Leila Rendel OBE (11 October 1882 – 16 March 1969) was an English social worker, suffragist, and children's campaigner. She was the co-founder of the Caldecott Community, a pioneering boarding school in Kent for distressed and vulnerable children, and served as its director for over 50 years.

==Life and career==
Rendel was born in London to an upper-middle-class family active in liberal and radical causes. Her father, William Stuart Rendel, was a civil engineer. He was the son of Alexander Meadows Rendel and the nephew of Stuart Rendel. Her mother, Ruth Frances née Paul, was the daughter of the publisher Kegan Paul. Leila was the eldest of three siblings. Her sister, Olive, became an obstetrician and later wrote a book on the use of exercise in the post-war rehabilitation of children. Her brother, Robert, became a stage and film actor.

Rendel left school at 15 after which she was educated by a governess and later attended a school in Wimbledon run by the French feminist Marie Souvestre. After her father's death in 1898, Rendel spent most of her early adult life at the Bloomsbury home of her grandfather, Alexander Rendel. During that period she developed close relationships with her aunt, Edith Rendel, and her cousin, Mary Stocks, both of whom were active suffragists and social reformers.

Rendel initially trained as teacher of physical education at Chelsea College of Physical Training from 1902 to 1904. In 1905 she was appointed to the teaching staff of the newly established Dunfermline College of Hygiene and Physical Training, and in 1908 was the first woman to be appointed an inspector of physical training by the Board of Education. However, from her early 20s, she had also developed a keen interest in nursery education and the ideas of the nursery education pioneer Margaret McMillan. Her interest was further spurred in 1908 when her aunt Edith opened a large day nursery in the St Pancras district of London. In her spare time Rendel and her friend Phyllis Potter began running a nursery class in Whitefield's Tabernacle on Tottenham Court Road.

In 1911, Rendel and Potter decided to set up their own nursery school based on the progressive ideas of McMillan and Edith Rendel. It was located at Cartwright Gardens in St Pancras and mainly catered to the children of women working in a nearby matchbox factory. An admirer of Randolph Caldecott's children's book illustrations, she named the school The Caldecott Community and adorned its walls with Caldecott's pictures. Rendel's grandfather, Alexander, provided them with an endowment and further donations were received from her large circle of family and friends. By 1914 the school was well-established with a written constitution and the Professor of Education at the University of London as its chairman. Princess Louise served as its president.
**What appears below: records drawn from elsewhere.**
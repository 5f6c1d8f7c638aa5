//! Minimal BER (X.690) primitives used by the TCAP encoder.
//!
//! Only definite lengths are produced. Lengths below 128 use the short
//! form, longer contents use `0x81 nn` or `0x82 nnnn`.

use bytes::{BufMut, BytesMut};

use crate::error::Error;
use crate::Result;

/// Largest content length this encoder will emit (two length octets)
pub const MAX_CONTENT_LENGTH: usize = 0xFFFF;

/// Number of octets needed for the length field of `len` bytes of content
pub fn length_size(len: usize) -> usize {
    match len {
        0..=0x7F => 1,
        0x80..=0xFF => 2,
        _ => 3,
    }
}

/// Append a definite length field
pub fn put_length(buf: &mut BytesMut, len: usize) -> Result<()> {
    match len {
        0..=0x7F => buf.put_u8(len as u8),
        0x80..=0xFF => {
            buf.put_u8(0x81);
            buf.put_u8(len as u8);
        }
        0x100..=MAX_CONTENT_LENGTH => {
            buf.put_u8(0x82);
            buf.put_u16(len as u16);
        }
        _ => return Err(Error::LengthOverflow(len)),
    }
    Ok(())
}

/// Append a complete tag-length-value element
pub fn put_tlv(buf: &mut BytesMut, tag: u8, value: &[u8]) -> Result<()> {
    buf.reserve(1 + length_size(value.len()) + value.len());
    buf.put_u8(tag);
    put_length(buf, value.len())?;
    buf.put_slice(value);
    Ok(())
}

/// Build an element whose content is produced by `build`
pub fn constructed<F>(buf: &mut BytesMut, tag: u8, build: F) -> Result<()>
where
    F: FnOnce(&mut BytesMut) -> Result<()>,
{
    let mut content = BytesMut::new();
    build(&mut content)?;
    put_tlv(buf, tag, &content)
}

/// Minimal two's-complement content octets for an INTEGER
pub fn integer_octets(value: i64) -> Vec<u8> {
    let bytes = value.to_be_bytes();
    let mut start = 0;
    while start < bytes.len() - 1 {
        let next_high = bytes[start + 1] & 0x80;
        let redundant = (bytes[start] == 0x00 && next_high == 0)
            || (bytes[start] == 0xFF && next_high != 0);
        if !redundant {
            break;
        }
        start += 1;
    }
    bytes[start..].to_vec()
}

/// Append a universal INTEGER (tag 0x02) or an implicitly tagged one
pub fn put_integer(buf: &mut BytesMut, tag: u8, value: i64) -> Result<()> {
    put_tlv(buf, tag, &integer_octets(value))
}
The condemnation of the St Pancras building by the local council in 1917 and the continued German bombing of London led the Caldecott Community to move with its teachers and children to Maidstone. In the process it became the first co-educational boarding school in the UK for working-class children. Over the course of the next 20 years, the school increasingly took in distressed and vulnerable children whose family lives had been disrupted by death, illness, and divorce. The school moved several more times before finding a permanent home on 1947 in Mersham-le-Hatch, a large house surrounded by parkland located near Ashford in Kent. That same year with a grant from the Nuffield Trust, Rendel set up the first experimental reception centre in England to assess the most appropriate placement for children who had been taken into care. She was awarded an OBE for her work in the 1948 New Year Honours.
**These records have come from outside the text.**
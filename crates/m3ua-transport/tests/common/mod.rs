//! In-memory signalling gateway used by the session tests

#![allow(dead_code)]

use futures::{SinkExt, StreamExt};
use m3ua_transport::{AssociationConfig, M3uaCodec, Message, SI_SCCP};
use tokio::io::{duplex, AsyncRead, AsyncWrite, DuplexStream};
use tokio_util::codec::Framed;

pub fn init_tracing() {
    let _ = tracing_subscriber::fmt().with_test_writer().try_init();
}

pub fn test_config() -> AssociationConfig {
    AssociationConfig::new(0x11111111, 0x22222222, SI_SCCP, 0, 0, 1)
}

/// Gateway side of an association
pub struct FakePeer<S = DuplexStream> {
    framed: Framed<S, M3uaCodec>,
}

impl FakePeer {
    /// Returns the client end of an in-memory stream and the gateway
    pub fn pair() -> (DuplexStream, FakePeer) {
        let (client, server) = duplex(4096);
        (client, FakePeer::new(server))
    }
}

impl<S: AsyncRead + AsyncWrite + Unpin> FakePeer<S> {
    pub fn new(stream: S) -> Self {
        FakePeer {
            framed: Framed::new(stream, M3uaCodec),
        }
    }

    pub async fn recv(&mut self) -> Option<Message> {
        self.framed
            .next()
            .await
            .map(|frame| frame.expect("valid M3UA frame"))
    }

    pub async fn send(&mut self, message: Message) {
        self.framed.send(message).await.expect("send to client");
    }

    /// Answer ASPUP and ASPAC
    pub async fn accept_handshake(&mut self) {
        match self.recv().await {
            Some(Message::AspUp { .. }) => self.send(Message::AspUpAck).await,
            other => panic!("expected ASPUP, got {:?}", other),
        }
        match self.recv().await {
            Some(Message::AspActive {
                traffic_mode,
                routing_context,
            }) => {
                self.send(Message::AspActiveAck {
                    traffic_mode,
                    routing_context,
                })
                .await
            }
            other => panic!("expected ASPAC, got {:?}", other),
        }
    }

    /// Read everything until the client goes away
    pub async fn drain(mut self) -> Vec<Message> {
        let mut seen = Vec::new();
        while let Some(message) = self.recv().await {
            seen.push(message);
        }
        seen
    }

    /// Answer every BEAT until the client goes away
    pub async fn echo_heartbeats(mut self) -> usize {
        let mut answered = 0;
        while let Some(message) = self.recv().await {
            if let Message::Heartbeat { data } = message {
                if self.framed.send(Message::HeartbeatAck { data }).await.is_err() {
                    break;
                }
                answered += 1;
            }
        }
        answered
    }
}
In 1967, Rendel began retiring from active directorship of the Caldecott Community but remained active in the school's life. She died two years later at the age of 86 while undergoing surgery after a fall at her house on the grounds of the school. According to her biographer, Simon Rodway, she had suffered a broken hip in the fall and while lying on the floor and waiting for the ambulance, she insisted on reading the latest book on child care.